ViT: Vision Transformer

Transformers for image recognition at scale.

Blog by Anuja Bhajibhakre and Shivani Junawane

If you like a video presentation please refer to the youtube video link: https://www.youtube.com/watch?v=tRQ0EaqeJAI&t=1s

Implementation: https://github.com/junawaneshivani/VisionTransformer/blob/main/vit_from_scratch.ipynb

Transformer architectures as introduced in the “ATTENTION IS ALL YOU NEED” paper have had huge impacts in the NLP domain. But, its applications in the Computer Vision domain had been limited. In 2021, a research team at Google introduced the paper “AN IMAGE IS WORTH 16X16 WORDS: TRANSFORMERS FOR IMAGE RECOGNITION AT SCALE (2021)”, which applied the Transformer encoder architecture to the image recognition(classification) task.

Idea of the paper:

The idea of the paper is to create a Vision Transformer using the Transformer encoder architecture, with the fewest possible modifications, and apply it to image classification tasks.

When Vision Transformers(ViT) are trained on sufficiently large amounts of data (>100M), with much fewer computational resources(four times less) than the state-of-the-art CNN (ResNet), and transferred to multiple mid-sized or small image recognition benchmarks, it attains excellent results. The results are further discussed in detail in the last sections of the blog.

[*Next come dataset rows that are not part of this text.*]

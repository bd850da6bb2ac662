//! Evaluator scenarios: computing annotation-style values against a model.

use edm_eval::{EvalError, Evaluator, Expression, Value, ValueKind};
use edm_model::QualifiedName;
use test_suite::qn;

#[test]
fn test_path_against_record_context() {
    let context = Value::record([("Age".to_string(), Value::Int(5))]);
    let evaluator = Evaluator::new();

    assert_eq!(
        evaluator.evaluate(&Expression::path(["Age"]), Some(&context)),
        Ok(Value::Int(5))
    );
    assert_eq!(
        evaluator.evaluate(&Expression::path(["Missing"]), Some(&context)),
        Err(EvalError::PathSegmentNotFound {
            segment: "Missing".to_string()
        })
    );
}

#[test]
fn test_default_value_with_fallback_substitution() {
    // A caller computing a best-effort default swaps in a fallback when the
    // expression fails; failure is a value, so this composes.
    let evaluator = Evaluator::new();
    let expr = Expression::Apply {
        name: qn("Core", "Unknown"),
        args: vec![],
    };
    let value = evaluator
        .evaluate(&expr, None)
        .unwrap_or(Value::Str("default".to_string()));
    assert_eq!(value, Value::Str("default".to_string()));
}

#[test]
fn test_conditional_annotation() {
    let context = Value::record([("IsDraft".to_string(), Value::Bool(true))]);
    let expr = Expression::If {
        condition: Box::new(Expression::path(["IsDraft"])),
        then: Box::new(Expression::Literal(Value::Str("draft".to_string()))),
        otherwise: Box::new(Expression::Literal(Value::Str("published".to_string()))),
    };
    assert_eq!(
        Evaluator::new().evaluate_str(&expr, Some(&context)),
        Ok("draft".to_string())
    );
}

#[test]
fn test_nested_record_collection_construction() {
    let expr = Expression::record([
        (
            "Tags",
            Expression::Collection(vec![
                Expression::Literal(Value::Str("a".to_string())),
                Expression::Literal(Value::Str("b".to_string())),
            ]),
        ),
        ("Count", Expression::Literal(Value::Int(2))),
    ]);
    let value = Evaluator::new().evaluate(&expr, None).unwrap();
    let Value::Record(record) = value else { panic!("expected a record") };
    let keys: Vec<_> = record.keys().map(String::as_str).collect();
    assert_eq!(keys, vec!["Tags", "Count"]);
}

#[test]
fn test_builtin_table_with_qualified_names() {
    fn upper(args: &[Value]) -> Result<Value, EvalError> {
        match args {
            [Value::Str(s)] => Ok(Value::Str(s.to_uppercase())),
            [other] => Err(EvalError::Projection {
                expected: ValueKind::Str,
                actual: other.kind(),
            }),
            _ => Err(EvalError::UnknownFunction {
                name: QualifiedName::new("Core", "Upper"),
            }),
        }
    }

    let evaluator = Evaluator::new().with_builtin(qn("Core", "Upper"), upper);
    let expr = Expression::Apply {
        name: qn("Core", "Upper"),
        args: vec![Expression::Literal(Value::Str("edm".to_string()))],
    };
    assert_eq!(
        evaluator.evaluate(&expr, None),
        Ok(Value::Str("EDM".to_string()))
    );
}

#[test]
fn test_typed_projection_vs_evaluation_failure() {
    let evaluator = Evaluator::new();

    // The expression succeeds but the requested shape differs.
    assert_eq!(
        evaluator.evaluate_bool(&Expression::Literal(Value::Str("no".to_string())), None),
        Err(EvalError::Projection {
            expected: ValueKind::Bool,
            actual: ValueKind::Str
        })
    );

    // The expression itself fails; the inner error is preserved.
    assert_eq!(
        evaluator.evaluate_bool(&Expression::Parameter("missing".to_string()), None),
        Err(EvalError::UnknownParameter {
            name: "missing".to_string()
        })
    );
}
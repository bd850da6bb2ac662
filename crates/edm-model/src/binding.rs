//! Table entries: real elements, ambiguous bindings, and poison placeholders
//! behind one shape, with the neutral-default accessor logic centralized
//! here instead of repeated per kind.

use crate::ambiguous::Ambiguous;
use crate::element::{
    ComplexType, ContainerMember, EntityContainer, EntitySet, EntityType, EnumMember, EnumType,
    NavigationProperty, Operation, Parameter, SchemaElement, SchemaKind, StructuralProperty, Term,
};
use crate::error::EdmError;
use crate::name::QualifiedName;
use crate::poison::Poison;
use crate::types::TypeRef;

/// What a qualified-name lookup actually returns. Consumers must treat any
/// binding as potentially ambiguous or poisoned and must not assume
/// structural completeness.
#[derive(Debug, Clone, PartialEq)]
pub enum Binding<T> {
    Real(T),
    Ambiguous(Ambiguous<T>),
    /// A placeholder element. Registration only ever stores `Real` and
    /// `Ambiguous` entries; reference-edge poisons live on the edge itself
    /// ([`TypeTarget::Poisoned`](crate::TypeTarget::Poisoned)). This variant
    /// is the binding-shaped spelling of a poison for transient substitution
    /// and for consumers that carry bindings of their own.
    Poison(Poison),
}

impl<T: SchemaElement> Binding<T> {
    pub fn as_real(&self) -> Option<&T> {
        match self {
            Binding::Real(element) => Some(element),
            _ => None,
        }
    }

    pub fn as_ambiguous(&self) -> Option<&Ambiguous<T>> {
        match self {
            Binding::Ambiguous(ambiguous) => Some(ambiguous),
            _ => None,
        }
    }

    pub fn as_poison(&self) -> Option<&Poison> {
        match self {
            Binding::Poison(poison) => Some(poison),
            _ => None,
        }
    }

    /// Anything that is not a plain, uniquely bound element.
    pub fn is_bad(&self) -> bool {
        !matches!(self, Binding::Real(_))
    }

    /// Diagnostics attached at registration or resolution time. Empty for
    /// real elements.
    pub fn errors(&self) -> &[EdmError] {
        match self {
            Binding::Real(_) => &[],
            Binding::Ambiguous(ambiguous) => ambiguous.errors(),
            Binding::Poison(poison) => &poison.errors,
        }
    }

    /// Fold the new collision into this entry per the registration contract:
    /// a real element becomes a two-candidate ambiguous binding, an existing
    /// ambiguous binding grows by one candidate, never a nested wrapper.
    pub(crate) fn collide(&mut self, next: T, report: bool) {
        match self {
            Binding::Ambiguous(ambiguous) => ambiguous.push(next, report),
            _ => {
                let placeholder =
                    Binding::Poison(Poison::unresolved(next.name().clone(), next.kind()));
                match std::mem::replace(self, placeholder) {
                    Binding::Real(first) => {
                        *self = Binding::Ambiguous(Ambiguous::seeded(first, next, report));
                    }
                    // Tables never hold poisons during registration.
                    other => unreachable!("collision against non-real binding: {:?}", other.kind()),
                }
            }
        }
    }
}

impl<T: SchemaElement> SchemaElement for Binding<T> {
    fn name(&self) -> &QualifiedName {
        match self {
            Binding::Real(element) => element.name(),
            Binding::Ambiguous(ambiguous) => ambiguous.name(),
            Binding::Poison(poison) => poison.name(),
        }
    }

    fn kind(&self) -> SchemaKind {
        match self {
            Binding::Real(element) => element.kind(),
            Binding::Ambiguous(ambiguous) => ambiguous.kind(),
            Binding::Poison(poison) => poison.kind(),
        }
    }
}

// Accessors requiring a single unambiguous definition return empty or
// neutral values on ambiguous and poisoned bindings.

impl Binding<EntityType> {
    pub fn base(&self) -> Option<&TypeRef> {
        self.as_real().and_then(|t| t.base.as_ref())
    }

    pub fn key(&self) -> &[String] {
        self.as_real().map(|t| t.key.as_slice()).unwrap_or(&[])
    }

    pub fn properties(&self) -> &[StructuralProperty] {
        self.as_real().map(|t| t.properties.as_slice()).unwrap_or(&[])
    }

    pub fn navigation(&self) -> &[NavigationProperty] {
        self.as_real().map(|t| t.navigation.as_slice()).unwrap_or(&[])
    }
}

impl Binding<ComplexType> {
    pub fn base(&self) -> Option<&TypeRef> {
        self.as_real().and_then(|t| t.base.as_ref())
    }

    pub fn properties(&self) -> &[StructuralProperty] {
        self.as_real().map(|t| t.properties.as_slice()).unwrap_or(&[])
    }
}

impl Binding<EnumType> {
    pub fn members(&self) -> &[EnumMember] {
        self.as_real().map(|t| t.members.as_slice()).unwrap_or(&[])
    }
}

impl Binding<Term> {
    pub fn value_type(&self) -> Option<&TypeRef> {
        self.as_real().map(|t| &t.value_type)
    }
}

impl Binding<Operation> {
    pub fn parameters(&self) -> &[Parameter] {
        self.as_real().map(|o| o.parameters.as_slice()).unwrap_or(&[])
    }

    pub fn return_type(&self) -> Option<&TypeRef> {
        self.as_real().and_then(|o| o.return_type.as_ref())
    }
}

impl Binding<EntityContainer> {
    pub fn members(&self) -> &[ContainerMember] {
        self.as_real().map(|c| c.members.as_slice()).unwrap_or(&[])
    }

    pub fn find_entity_set(&self, name: &str) -> Option<&EntitySet> {
        self.as_real().and_then(|c| c.find_entity_set(name))
    }
}

#[cfg(test)]
mod tests {
    use super::*;
    use crate::types::PrimitiveKind;

    #[test]
    fn test_ambiguous_binding_answers_neutrally() {
        let name = QualifiedName::new("NS", "Person");
        let mut first = EntityType::new(name.clone());
        first.key.push("Id".to_string());
        first.properties.push(StructuralProperty::new(
            "Id",
            TypeRef::primitive(PrimitiveKind::Int32, false),
        ));
        let second = EntityType::new(name.clone());

        let mut binding = Binding::Real(first);
        binding.collide(second, true);

        assert!(binding.is_bad());
        assert_eq!(binding.name(), &name);
        assert_eq!(binding.kind(), SchemaKind::EntityType);
        // Single-definition accessors go neutral.
        assert!(binding.key().is_empty());
        assert!(binding.properties().is_empty());
        assert!(binding.base().is_none());
        // But candidates keep their full declaration-time data.
        let ambiguous = binding.as_ambiguous().unwrap();
        assert_eq!(ambiguous.candidates()[0].key, vec!["Id".to_string()]);
    }

    #[test]
    fn test_third_collision_does_not_nest() {
        let name = QualifiedName::new("NS", "Person");
        let mut binding = Binding::Real(EntityType::new(name.clone()));
        binding.collide(EntityType::new(name.clone()), true);
        binding.collide(EntityType::new(name.clone()), true);

        let ambiguous = binding.as_ambiguous().unwrap();
        assert_eq!(ambiguous.candidates().len(), 3);
        assert_eq!(ambiguous.errors().len(), 2);
    }
}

Now, that we have an idea of the paper, let us first define our goal.

Goal:

Image Classification

Image classification deals with assigning a class label to the input image. For example, as you can see in the below image, we predict the class as Dog for our input image as it has the highest confidence score after applying softmax.

The Vision Transformer

The below diagram shows the Vi(sion) T(ransformer) architecture.

Vision Transformer Architecture Overview

To understand the architecture better, let us divide it into 3 components.

Embedding
Transformer Encoder
MLP Head

Step 1: Embedding

In this step, we divide the input image into fixed-size patches of [P, P] dimension and linearly flatten them out, by concatenating the channels (if present). For example, a patch of size [P, P, C] is converted to [P*P*C, 1]. This linearly flattened patch is further passed through a Feed-Forward layer with a linear activation function to get a linear patch projection of the dimension [D, 1]. D is the hyperparameter called as embedding dimension used throughout the transformer.

The image can be patched using a Convolutional Layer by keeping the stride equal to the patch size. This will convert the input image into patches of the required size, which are then flattened and passed to the next layer.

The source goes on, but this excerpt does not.